(Material for this exercise):
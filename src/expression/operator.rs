//! Comparator tags used by condition nodes.

use std::fmt;
use std::str::FromStr;

/// Operator of a condition node
#[derive(Debug, Clone, Copy, PartialEq, Eq, Hash)]
pub enum CompareOp {
    Lt,
    Eq,
    Gt,
    NotEq,
    Regexp,
    NotRegexp,
    Like,
    NotLike,
    And,
    Or,
}

impl CompareOp {
    /// Canonical upper-case operator text
    pub fn as_str(&self) -> &'static str {
        match self {
            CompareOp::Lt => "<",
            CompareOp::Eq => "=",
            CompareOp::Gt => ">",
            CompareOp::NotEq => "!=",
            CompareOp::Regexp => "REGEXP",
            CompareOp::NotRegexp => "NOT REGEXP",
            CompareOp::Like => "LIKE",
            CompareOp::NotLike => "NOT LIKE",
            CompareOp::And => "AND",
            CompareOp::Or => "OR",
        }
    }

    /// AND / OR, whose operands are conditions
    pub fn is_logical(&self) -> bool {
        matches!(self, CompareOp::And | CompareOp::Or)
    }

    /// Operators whose right operand is a pattern
    pub fn is_pattern(&self) -> bool {
        matches!(
            self,
            CompareOp::Regexp | CompareOp::NotRegexp | CompareOp::Like | CompareOp::NotLike
        )
    }

    pub fn is_like(&self) -> bool {
        matches!(self, CompareOp::Like | CompareOp::NotLike)
    }

    /// NOT REGEXP / NOT LIKE
    pub fn is_negated_pattern(&self) -> bool {
        matches!(self, CompareOp::NotRegexp | CompareOp::NotLike)
    }
}

impl fmt::Display for CompareOp {
    fn fmt(&self, f: &mut fmt::Formatter<'_>) -> fmt::Result {
        f.write_str(self.as_str())
    }
}

impl FromStr for CompareOp {
    type Err = String;

    /// Parse upper-case operator text; `<>` is accepted as `!=`
    fn from_str(s: &str) -> Result<Self, Self::Err> {
        match s {
            "<" => Ok(CompareOp::Lt),
            "=" => Ok(CompareOp::Eq),
            ">" => Ok(CompareOp::Gt),
            "!=" | "<>" => Ok(CompareOp::NotEq),
            "REGEXP" => Ok(CompareOp::Regexp),
            "NOT REGEXP" => Ok(CompareOp::NotRegexp),
            "LIKE" => Ok(CompareOp::Like),
            "NOT LIKE" => Ok(CompareOp::NotLike),
            "AND" => Ok(CompareOp::And),
            "OR" => Ok(CompareOp::Or),
            other => Err(format!("comparison operator {}", other)),
        }
    }
}

#[cfg(test)]
mod tests {
    use super::*;

    #[test]
    fn test_round_trip_text() {
        for op in [
            CompareOp::Lt,
            CompareOp::Eq,
            CompareOp::Gt,
            CompareOp::NotEq,
            CompareOp::Regexp,
            CompareOp::NotRegexp,
            CompareOp::Like,
            CompareOp::NotLike,
            CompareOp::And,
            CompareOp::Or,
        ] {
            assert_eq!(op.as_str().parse::<CompareOp>(), Ok(op));
        }
        assert_eq!("<>".parse::<CompareOp>(), Ok(CompareOp::NotEq));
    }

    #[test]
    fn test_unsupported_text() {
        assert!("<=".parse::<CompareOp>().is_err());
        assert!(">=".parse::<CompareOp>().is_err());
        assert!("like".parse::<CompareOp>().is_err());
    }

    #[test]
    fn test_classification() {
        assert!(CompareOp::And.is_logical());
        assert!(!CompareOp::Eq.is_logical());
        assert!(CompareOp::NotLike.is_pattern());
        assert!(CompareOp::NotLike.is_like());
        assert!(!CompareOp::Regexp.is_like());
        assert!(CompareOp::NotRegexp.is_negated_pattern());
        assert!(!CompareOp::Lt.is_pattern());
    }
}
//! Projection evaluation.

use crate::expression::{EvalResult, Plan, RecordEvaluator};
use crate::record::Record;

/// Build the output record: one entry per plan field, in field order, keyed by
/// alias. The first failing field aborts the whole projection.
pub fn project(plan: &Plan, record: &Record) -> EvalResult<Record> {
    let evaluator = RecordEvaluator::new(record, plan.strict_attributes);
    let mut output = Record::with_capacity(plan.projection.len());
    for field in &plan.projection {
        let value = evaluator.evaluate(&field.expr)?;
        output.insert(field.alias.as_str(), value);
    }
    Ok(output)
}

(Your task): Your answer should be every line above that contains the word "NotLike".

(Worked solution):
    NotLike,
            CompareOp::NotLike => "NOT LIKE",
            CompareOp::Regexp | CompareOp::NotRegexp | CompareOp::Like | CompareOp::NotLike
        matches!(self, CompareOp::Like | CompareOp::NotLike)
        matches!(self, CompareOp::NotRegexp | CompareOp::NotLike)
            "NOT LIKE" => Ok(CompareOp::NotLike),
            CompareOp::NotLike,
        assert!(CompareOp::NotLike.is_pattern());
        assert!(CompareOp::NotLike.is_like());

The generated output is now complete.